Nessun problema nell’uso di diverse stampanti
McGowans Print è una tipografia versatile che utilizza numerose stampanti diverse per realizzare cartelloni da esterno, biglietti da visita, carte da parati, opuscoli, brochure ecc. L’azienda possiede una Landa per la stampa nanografica, una Nozomi per la stampa di grande formato, una Skodix e varie altre macchine.
Tutta questa attrezzatura stampa in maniera differente e richiede l’arrivo dei file secondo modalità specifiche. Ecco perché McGowans Print si avvale di Switch, l’unico strumento che offre la flessibilità per collegare macchine così diverse tra loro.
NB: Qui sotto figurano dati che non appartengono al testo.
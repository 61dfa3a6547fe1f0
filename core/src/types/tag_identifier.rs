use crate::error::{DcmMergeError, Result};
use dicom_core::Tag;
use regex::Regex;
use std::sync::OnceLock;

/// Parses a field identifier of the form `(gggg,eeee)` into a DICOM tag
///
/// Accepts formats like:
/// - "(0010,0020)"
/// - "(0x0010, 0x0020)"
/// - "0010,0020" (parentheses are optional)
///
/// Hex digits are case-insensitive. Each component must fit in 16 bits.
///
/// # Errors
///
/// Returns [`DcmMergeError::FieldIdentifier`] if the string cannot be split
/// into exactly two hexadecimal tokens.
pub fn parse_tag_identifier(identifier: &str) -> Result<Tag> {
    static REGEX: OnceLock<Regex> = OnceLock::new();
    let re = REGEX.get_or_init(|| {
        Regex::new(r"^\(?\s*(?:0[xX])?([0-9A-Fa-f]+)\s*,\s*(?:0[xX])?([0-9A-Fa-f]+)\s*\)?$")
            .expect("Failed to compile regex")
    });

    let trimmed = identifier.trim();
    let caps = re
        .captures(trimmed)
        .ok_or_else(|| DcmMergeError::malformed(identifier, "expected two hex tokens"))?;

    let group = parse_component(identifier, &caps[1])?;
    let element = parse_component(identifier, &caps[2])?;

    Ok(Tag(group, element))
}

fn parse_component(identifier: &str, token: &str) -> Result<u16> {
    u16::from_str_radix(token, 16)
        .map_err(|e| DcmMergeError::malformed(identifier, format!("'{}': {}", token, e)))
}

#[cfg(test)]
mod tests {
    use super::*;
    use rstest::rstest;

    #[rstest]
    #[case("(0010,0020)", Tag(0x0010, 0x0020))]
    #[case("(0008,103E)", Tag(0x0008, 0x103E))]
    #[case("(0008,103e)", Tag(0x0008, 0x103E))]
    #[case("(0x0018, 0x5101)", Tag(0x0018, 0x5101))]
    #[case("  (0020,000D)  ", Tag(0x0020, 0x000D))]
    #[case("0028,0010", Tag(0x0028, 0x0010))]
    #[case("(7FE0,0010)", Tag(0x7FE0, 0x0010))]
    fn test_parse_valid(#[case] input: &str, #[case] expected: Tag) {
        assert_eq!(parse_tag_identifier(input).unwrap(), expected);
    }

    #[rstest]
    #[case("")]
    #[case("()")]
    #[case("(0010)")]
    #[case("(0010,0020,0030)")]
    #[case("(00G0,0020)")]
    #[case("PatientID")]
    #[case("(10000,0010)")]
    fn test_parse_malformed(#[case] input: &str) {
        let err = parse_tag_identifier(input).unwrap_err();
        assert!(matches!(err, DcmMergeError::FieldIdentifier { .. }));
        assert!(!err.is_fatal());
    }

    #[test]
    fn test_error_keeps_identifier() {
        match parse_tag_identifier("(xyz,0010)") {
            Err(DcmMergeError::FieldIdentifier { identifier, .. }) => {
                assert_eq!(identifier, "(xyz,0010)")
            }
            other => panic!("unexpected result: {:?}", other),
        }
    }
}
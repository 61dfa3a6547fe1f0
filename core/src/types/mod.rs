//! Core type definitions for DICOM table merging
//!
//! This module provides the data model shared across the pipeline:
//! - [`FieldSpec`]: Ordered mapping of output column names to tag identifiers
//! - [`parse_tag_identifier`]: Conversion of `(gggg,eeee)` strings to DICOM tags
//! - [`Record`]: One file's extracted row, with per-field [`FieldValue`] outcomes

mod field_spec;
mod record;
mod tag_identifier;

pub use field_spec::{FieldEntry, FieldSpec, DEFAULT_FIELD_SPEC_PATH, FILE_PATH_COLUMN};
pub use record::{FieldValue, Record};
pub use tag_identifier::parse_tag_identifier;
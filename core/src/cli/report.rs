use crate::api::RunReport;
use std::fmt;

/// Text report formatter for a finished run
pub struct TextReport<'a> {
    report: &'a RunReport,
}

impl<'a> TextReport<'a> {
    /// Creates a new text report
    pub fn new(report: &'a RunReport) -> Self {
        Self { report }
    }
}

impl<'a> fmt::Display for TextReport<'a> {
    fn fmt(&self, f: &mut fmt::Formatter<'_>) -> fmt::Result {
        writeln!(f, "DICOM Merge Report")?;
        writeln!(f, "==================")?;
        writeln!(f)?;
        writeln!(f, "Root:           {}", self.report.root.display())?;
        writeln!(f, "Output:         {}", self.report.destination.display())?;
        writeln!(f, "Status:         {}", self.report.status())?;
        writeln!(f, "Discovered:     {}", self.report.discovered)?;
        writeln!(f, "Rows Written:   {}", self.report.written)?;
        writeln!(f, "Files Skipped:  {}", self.report.skipped.len())?;
        writeln!(f, "Elapsed:        {:.2?}", self.report.elapsed)?;

        if !self.report.invalid_fields.is_empty() {
            writeln!(f)?;
            writeln!(f, "Invalid Fields")?;
            writeln!(f, "--------------")?;
            for field in &self.report.invalid_fields {
                writeln!(f, "  {}", field)?;
            }
        }

        if !self.report.skipped.is_empty() {
            writeln!(f)?;
            writeln!(f, "Skipped Files")?;
            writeln!(f, "-------------")?;
            for path in &self.report.skipped {
                writeln!(f, "  {}", path.display())?;
            }
        }

        Ok(())
    }
}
Switch consente di caricare un ordine da inviare a più stampanti, senza dover più modificare manualmente il file per le impostazioni tipiche di ciascuna macchina. Switch si occupa di tutto in automatico.
Attualmente potremmo eseguire 200-300 lavori al giorno con Switch per far funzionare tutte le nostre macchine. Switch ci offre l’opzione di stampare su ogni macchina connessa con Switch, senza hot folder di destinazione o cose simili.
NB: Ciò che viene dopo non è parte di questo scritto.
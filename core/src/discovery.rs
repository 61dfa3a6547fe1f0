use crate::observer::{RunEvent, RunObserver};
use std::path::{Path, PathBuf};
use walkdir::WalkDir;

/// Extension of DICOM files, compared case-insensitively
pub const DICOM_EXTENSION: &str = ".dcm";

/// Recursively collects every DICOM file below `root`
///
/// A file matches when its name ends with `.dcm`, ignoring case. Symlinks
/// to files are included under their link path; symlinked directories are
/// not descended into. Entries that cannot be read are reported to the
/// observer and skipped. The result is sorted so repeated runs over the
/// same tree visit files in the same order.
///
/// A missing root yields an empty list; the caller decides what that means.
pub fn discover_dicom_files(root: &Path, observer: &mut dyn RunObserver) -> Vec<PathBuf> {
    let mut files = Vec::new();

    for entry in WalkDir::new(root).follow_links(false) {
        let entry = match entry {
            Ok(entry) => entry,
            Err(err) => {
                observer.on_event(RunEvent::WalkError {
                    message: format!("Scan error: {}", err),
                });
                continue;
            }
        };

        let is_file = entry.file_type().is_file()
            || (entry.path_is_symlink() && entry.path().is_file());
        if is_file && is_dicom_name(entry.path()) {
            files.push(entry.into_path());
        }
    }

    files.sort();
    files
}

/// Checks whether a path's file name ends with the DICOM extension
fn is_dicom_name(path: &Path) -> bool {
    path.file_name()
        .map(|name| {
            name.to_string_lossy()
                .to_lowercase()
                .ends_with(DICOM_EXTENSION)
        })
        .unwrap_or(false)
}

#[cfg(test)]
mod tests {
    use super::*;
    use crate::observer::testing::RecordingObserver;
    use crate::observer::NullObserver;
    use std::fs::{self, File};
    use tempfile::TempDir;

    #[test]
    fn test_recursive_case_insensitive() {
        let temp_dir = TempDir::new().unwrap();
        let nested = temp_dir.path().join("patient1").join("study1");
        fs::create_dir_all(&nested).unwrap();

        File::create(temp_dir.path().join("top.dcm")).unwrap();
        File::create(nested.join("IMG0001.DCM")).unwrap();
        File::create(nested.join("img0002.Dcm")).unwrap();
        File::create(nested.join("notes.txt")).unwrap();
        File::create(nested.join("dcm")).unwrap();
        fs::create_dir(temp_dir.path().join("folder.dcm")).unwrap();

        let files = discover_dicom_files(temp_dir.path(), &mut NullObserver);

        assert_eq!(files.len(), 3);
        assert!(files.contains(&temp_dir.path().join("top.dcm")));
        assert!(files.contains(&nested.join("IMG0001.DCM")));
        assert!(files.contains(&nested.join("img0002.Dcm")));
    }

    #[cfg(unix)]
    #[test]
    fn test_symlinked_files_included() {
        let temp_dir = TempDir::new().unwrap();
        let outside = temp_dir.path().join("outside");
        let root = temp_dir.path().join("root");
        fs::create_dir_all(outside.join("series")).unwrap();
        fs::create_dir(&root).unwrap();

        File::create(outside.join("real.dcm")).unwrap();
        File::create(outside.join("series").join("nested.dcm")).unwrap();
        std::os::unix::fs::symlink(outside.join("real.dcm"), root.join("link.dcm")).unwrap();
        std::os::unix::fs::symlink(outside.join("series"), root.join("series")).unwrap();
        std::os::unix::fs::symlink(outside.join("gone.dcm"), root.join("dangling.dcm")).unwrap();

        let files = discover_dicom_files(&root, &mut NullObserver);

        assert_eq!(files, vec![root.join("link.dcm")]);
    }

    #[test]
    fn test_stable_order() {
        let temp_dir = TempDir::new().unwrap();
        for name in ["c.dcm", "a.dcm", "b.dcm"] {
            File::create(temp_dir.path().join(name)).unwrap();
        }

        let first = discover_dicom_files(temp_dir.path(), &mut NullObserver);
        let second = discover_dicom_files(temp_dir.path(), &mut NullObserver);

        assert_eq!(first, second);
        assert_eq!(first[0], temp_dir.path().join("a.dcm"));
    }

    #[test]
    fn test_empty_directory() {
        let temp_dir = TempDir::new().unwrap();
        File::create(temp_dir.path().join("readme.md")).unwrap();

        assert!(discover_dicom_files(temp_dir.path(), &mut NullObserver).is_empty());
    }

    #[test]
    fn test_missing_root_reports_walk_error() {
        let temp_dir = TempDir::new().unwrap();
        let mut observer = RecordingObserver::default();

        let files = discover_dicom_files(&temp_dir.path().join("absent"), &mut observer);

        assert!(files.is_empty());
        assert_eq!(observer.count("walk-error"), 1);
    }
}
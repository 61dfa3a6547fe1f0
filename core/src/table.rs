use crate::error::{DcmMergeError, Result};
use crate::types::{FieldSpec, Record};
use std::borrow::Cow;
use std::fs::File;
use std::io::{BufWriter, Write};
use std::path::Path;

/// Column delimiter of the output table
pub const DELIMITER: char = ';';

/// Replacement for delimiter characters found inside cell values
pub const DELIMITER_SUBSTITUTE: char = ',';

/// Extension of the output table file
pub const TABLE_EXTENSION: &str = "csv";

/// Makes a value safe to place in a single table cell
///
/// Replaces `;` with `,` so the column count cannot change, and line breaks
/// with spaces so every record stays on one line.
pub fn sanitize_cell(value: &str) -> Cow<'_, str> {
    if value.contains([DELIMITER, '\r', '\n']) {
        Cow::Owned(
            value
                .chars()
                .map(|c| match c {
                    DELIMITER => DELIMITER_SUBSTITUTE,
                    '\r' | '\n' => ' ',
                    other => other,
                })
                .collect(),
        )
    } else {
        Cow::Borrowed(value)
    }
}

/// Streaming writer for the `;`-delimited output table
///
/// Each record is serialized and flushed before the call returns, so memory
/// use does not grow with the number of files.
pub struct TableWriter<W: Write> {
    inner: W,
    columns: usize,
    rows: usize,
}

impl TableWriter<BufWriter<File>> {
    /// Creates (or truncates) the destination file and writes the header row
    ///
    /// The parent directory must already exist.
    pub fn create<P: AsRef<Path>>(path: P, spec: &FieldSpec) -> Result<Self> {
        let file = File::create(path.as_ref())?;
        Self::new(BufWriter::new(file), spec)
    }
}

impl<W: Write> TableWriter<W> {
    /// Wraps a writer and emits the header row for `spec`
    pub fn new(inner: W, spec: &FieldSpec) -> Result<Self> {
        let mut writer = Self {
            inner,
            columns: spec.column_count(),
            rows: 0,
        };
        writer.write_line(spec.header().into_iter().map(sanitize_cell))?;
        Ok(writer)
    }

    /// Appends one record as a line and flushes it
    ///
    /// # Errors
    ///
    /// Returns an error if the record's column count differs from the header
    /// or if writing fails.
    pub fn write_record(&mut self, record: &Record) -> Result<()> {
        if record.column_count() != self.columns {
            return Err(DcmMergeError::Io(std::io::Error::new(
                std::io::ErrorKind::InvalidInput,
                format!(
                    "record for {} has {} columns, expected {}",
                    record.file_path.display(),
                    record.column_count(),
                    self.columns
                ),
            )));
        }

        let path = record.file_path.to_string_lossy();
        let cells = record
            .values
            .iter()
            .map(|v| Cow::Borrowed(v.as_cell()))
            .chain(std::iter::once(sanitize_cell(&path)));
        self.write_line(cells)?;
        self.rows += 1;
        Ok(())
    }

    /// Number of data rows written so far
    pub fn rows(&self) -> usize {
        self.rows
    }

    /// Number of columns per row
    pub fn columns(&self) -> usize {
        self.columns
    }

    /// Flushes and returns the underlying writer
    pub fn finish(mut self) -> Result<W> {
        self.inner.flush()?;
        Ok(self.inner)
    }

    fn write_line<'a, I>(&mut self, cells: I) -> Result<()>
    where
        I: IntoIterator<Item = Cow<'a, str>>,
    {
        for (i, cell) in cells.into_iter().enumerate() {
            if i > 0 {
                write!(self.inner, "{}", DELIMITER)?;
            }
            self.inner.write_all(cell.as_bytes())?;
        }
        self.inner.write_all(b"\n")?;
        self.inner.flush()?;
        Ok(())
    }
}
Graham Clarke, specialista prestampa, McGowans Print
Un flusso di lavoro principale
McGowans Print implementa un flusso di lavoro Switch che esegue ogni giorno circa il 90% dell’elaborazione dei file, in quello che prende il nome di “flusso di lavoro principale”. Vi è anche una serie di flussi di lavoro Switch per attività molto specifiche ma di regola non necessarie. Con questa configurazione, l’elaborazione di un lavoro avviene semplicemente inserendo il file in Switch, selezionando l’attività da svolgere con il file e affidando tutto il resto all’automazione di Switch.
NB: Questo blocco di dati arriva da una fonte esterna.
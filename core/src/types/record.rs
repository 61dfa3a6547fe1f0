use std::path::PathBuf;

/// Outcome of looking up one field in one file
#[derive(Debug, Clone, PartialEq, Eq)]
#[cfg_attr(feature = "json", derive(serde::Serialize))]
pub enum FieldValue {
    /// Value found, already rendered and sanitized for the table
    Present(String),

    /// Tag not present in the file, or its value has no text form
    Missing,

    /// Identifier could not be parsed; holds the reason
    InvalidIdentifier(String),
}

impl FieldValue {
    /// Text written to the table cell; empty unless the value is present
    pub fn as_cell(&self) -> &str {
        match self {
            FieldValue::Present(value) => value,
            FieldValue::Missing | FieldValue::InvalidIdentifier(_) => "",
        }
    }
}

/// One file's extracted row
///
/// Values follow the order of the field specification. Records are written
/// as soon as they are produced and never retained across files.
#[derive(Debug, Clone, PartialEq, Eq)]
pub struct Record {
    /// Path of the source file, as produced by discovery
    pub file_path: PathBuf,

    /// One value per configured field
    pub values: Vec<FieldValue>,
}

impl Record {
    pub fn new(file_path: PathBuf, values: Vec<FieldValue>) -> Self {
        Self { file_path, values }
    }

    /// Number of table columns this record produces
    pub fn column_count(&self) -> usize {
        self.values.len() + 1
    }
}
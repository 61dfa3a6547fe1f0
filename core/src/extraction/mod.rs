pub mod record;
pub mod values;

pub use record::{open_metadata, RecordExtractor};
pub use values::display_value;
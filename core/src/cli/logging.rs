use env_logger::{Builder, Logger, Target};
use log::{LevelFilter, Log, Metadata, Record};
use std::fs::File;
use std::io;
use std::path::Path;

/// Installs the global logger
///
/// The console logger honours `RUST_LOG`; `verbose` raises its default
/// level from Info to Debug. With `log_file`, a second logger writes every
/// Debug-and-above line to that file regardless of the console level.
pub fn setup_logging(verbose: bool, log_file: Option<&Path>) -> io::Result<()> {
    let level = if verbose {
        LevelFilter::Debug
    } else {
        LevelFilter::Info
    };

    let mut console = Builder::from_default_env();
    console.filter_level(level);

    let Some(path) = log_file else {
        return console
            .try_init()
            .map_err(|e| io::Error::new(io::ErrorKind::AlreadyExists, e));
    };

    if let Some(parent) = path.parent() {
        if !parent.as_os_str().is_empty() {
            std::fs::create_dir_all(parent)?;
        }
    }
    let file = File::create(path)?;

    let logger = DualLogger::new(console.build(), file_logger(file));
    let max_level = logger.max_level();
    log::set_boxed_logger(Box::new(logger))
        .map_err(|e| io::Error::new(io::ErrorKind::AlreadyExists, e))?;
    log::set_max_level(max_level);
    Ok(())
}

/// Builds the Debug-level logger writing plain lines to `file`
fn file_logger(file: File) -> Logger {
    Builder::new()
        .filter_level(LevelFilter::Debug)
        .write_style(env_logger::WriteStyle::Never)
        .target(Target::Pipe(Box::new(file)))
        .build()
}

/// Logger dispatching each record to a console and a file logger,
/// each applying its own level filter
pub struct DualLogger {
    console: Logger,
    file: Logger,
}

impl DualLogger {
    pub fn new(console: Logger, file: Logger) -> Self {
        Self { console, file }
    }

    /// Most verbose level either logger accepts
    pub fn max_level(&self) -> LevelFilter {
        self.console.filter().max(self.file.filter())
    }
}

impl Log for DualLogger {
    fn enabled(&self, metadata: &Metadata<'_>) -> bool {
        self.console.enabled(metadata) || self.file.enabled(metadata)
    }

    fn log(&self, record: &Record<'_>) {
        self.console.log(record);
        self.file.log(record);
    }

    fn flush(&self) {
        self.console.flush();
        self.file.flush();
    }
}
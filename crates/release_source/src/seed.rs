use chrono::NaiveDate;
use shared::domain::{MovieId, MovieRelease, ReleaseId, ReleaseType};

struct SeedRelease {
    movie_id: &'static str,
    title: &'static str,
    date: (i32, u32, u32),
    release_type: ReleaseType,
    languages: &'static [&'static str],
    genres: &'static [&'static str],
    country: &'static str,
    platform: Option<&'static str>,
    poster: &'static str,
    score: f32,
}

const SEED_RELEASES: &[SeedRelease] = &[
    SeedRelease {
        movie_id: "movie1",
        title: "Dune: Part Two",
        date: (2024, 5, 1),
        release_type: ReleaseType::Theatrical,
        languages: &["English"],
        genres: &["Sci-Fi", "Adventure"],
        country: "USA",
        platform: None,
        poster: "/dune-part-two-poster.png",
        score: 9.1,
    },
    SeedRelease {
        movie_id: "movie2",
        title: "Challengers",
        date: (2024, 5, 3),
        release_type: ReleaseType::Theatrical,
        languages: &["English"],
        genres: &["Drama", "Sport"],
        country: "USA",
        platform: None,
        poster: "/challengers-poster.png",
        score: 8.7,
    },
    SeedRelease {
        movie_id: "movie3",
        title: "The Fall Guy",
        date: (2024, 5, 3),
        release_type: ReleaseType::Theatrical,
        languages: &["English"],
        genres: &["Action", "Comedy"],
        country: "USA",
        platform: None,
        poster: "/action-movie-poster.png",
        score: 7.9,
    },
    SeedRelease {
        movie_id: "movie4",
        title: "Kingdom of the Planet of the Apes",
        date: (2024, 5, 10),
        release_type: ReleaseType::Theatrical,
        languages: &["English"],
        genres: &["Sci-Fi", "Action"],
        country: "USA",
        platform: None,
        poster: "/sci-fi-movie-poster.png",
        score: 8.3,
    },
    SeedRelease {
        movie_id: "movie5",
        title: "IF",
        date: (2024, 5, 17),
        release_type: ReleaseType::Theatrical,
        languages: &["English"],
        genres: &["Comedy", "Family"],
        country: "USA",
        platform: None,
        poster: "/family-movie-poster.png",
        score: 7.5,
    },
    SeedRelease {
        movie_id: "movie6",
        title: "Furiosa: A Mad Max Saga",
        date: (2024, 5, 24),
        release_type: ReleaseType::Theatrical,
        languages: &["English"],
        genres: &["Action", "Adventure"],
        country: "Australia",
        platform: None,
        poster: "/action-movie-poster.png",
        score: 8.8,
    },
    SeedRelease {
        movie_id: "movie7",
        title: "The Garfield Movie",
        date: (2024, 5, 24),
        release_type: ReleaseType::Theatrical,
        languages: &["English"],
        genres: &["Animation", "Comedy"],
        country: "USA",
        platform: None,
        poster: "/animated-movie-poster.png",
        score: 7.2,
    },
    SeedRelease {
        movie_id: "movie8",
        title: "Bridgerton Season 3",
        date: (2024, 5, 16),
        release_type: ReleaseType::Ott,
        languages: &["English"],
        genres: &["Drama", "Romance"],
        country: "UK",
        platform: Some("Netflix"),
        poster: "/period-drama-poster.png",
        score: 8.5,
    },
    SeedRelease {
        movie_id: "movie9",
        title: "The Idea of You",
        date: (2024, 5, 2),
        release_type: ReleaseType::Ott,
        languages: &["English"],
        genres: &["Romance", "Drama"],
        country: "USA",
        platform: Some("Prime Video"),
        poster: "/romance-movie-poster.png",
        score: 7.8,
    },
    SeedRelease {
        movie_id: "movie10",
        title: "Gangs of Godavari",
        date: (2024, 5, 31),
        release_type: ReleaseType::Theatrical,
        languages: &["Telugu"],
        genres: &["Action", "Crime"],
        country: "India",
        platform: None,
        poster: "/placeholder-ffhh8.png",
        score: 8.1,
    },
    SeedRelease {
        movie_id: "movie11",
        title: "Mr. & Mrs. Mahi",
        date: (2024, 5, 31),
        release_type: ReleaseType::Theatrical,
        languages: &["Hindi"],
        genres: &["Drama", "Sport"],
        country: "India",
        platform: None,
        poster: "/bollywood-movie-poster.png",
        score: 7.6,
    },
    SeedRelease {
        movie_id: "movie12",
        title: "Citadel: Honey Bunny",
        date: (2024, 5, 10),
        release_type: ReleaseType::Ott,
        languages: &["Hindi", "English"],
        genres: &["Action", "Thriller"],
        country: "India",
        platform: Some("Prime Video"),
        poster: "/spy-thriller-poster.png",
        score: 8.2,
    },
];

/// Demo catalog for May 2024, used when no release file is configured.
pub fn seed_catalog() -> Vec<MovieRelease> {
    SEED_RELEASES
        .iter()
        .filter_map(|seed| {
            let (year, month, day) = seed.date;
            let release_date = NaiveDate::from_ymd_opt(year, month, day)?;
            Some(MovieRelease {
                id: ReleaseId::new(format!("{}-{}", seed.movie_id, release_date)),
                movie_id: MovieId::new(seed.movie_id),
                title: seed.title.to_string(),
                release_date,
                release_type: seed.release_type,
                languages: seed.languages.iter().map(ToString::to_string).collect(),
                genres: seed.genres.iter().map(ToString::to_string).collect(),
                countries: std::iter::once(seed.country.to_string()).collect(),
                platform_name: seed.platform.map(ToString::to_string),
                poster_url: Some(seed.poster.to_string()),
                score: Some(seed.score),
            })
        })
        .collect()
}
All’interno del nostro flusso di lavoro principale abbiamo da 24 a 30 elementi diversi, in ciascuno dei quali Switch svolge un’operazione differente. Uno ha l’imposizione automatica di Phoenix, un altro ha un sistema di gestione del colore GMG e un altro ancora ha il preflight automatizzato. Tantissime funzionalità diverse, quindi.
Graham Clarke, specialista prestampa, McGowans Print
Affrontare i problemi
In passato gli operatori di McGowans Print dedicavano ore alle problematiche che si presentavano nei lavori ricevuti. Per individuare il problema serviva molto tempo, e per risolverlo ancora di più. Tuttavia, quei problemi sono adesso un lontano ricordo, perché Switch li rileva e ne risolve la maggior parte in automatico. Per i problemi che rimangono irrisolti, Switch genera un report che viene inviato automaticamente al cliente. E mentre il cliente corregge il file, McGowans sta già caricando il lavoro successivo in Switch.
Switch si occupa di tutto senza che uno se ne accorga. Basta inserire il file, parte il preflight e Switch affronta i problemi. Non ho mai guardato l’orologio, ma so per certo che servirebbe un sacco di tempo in più per eseguire il preflight su tutti i file se non avessimo Switch.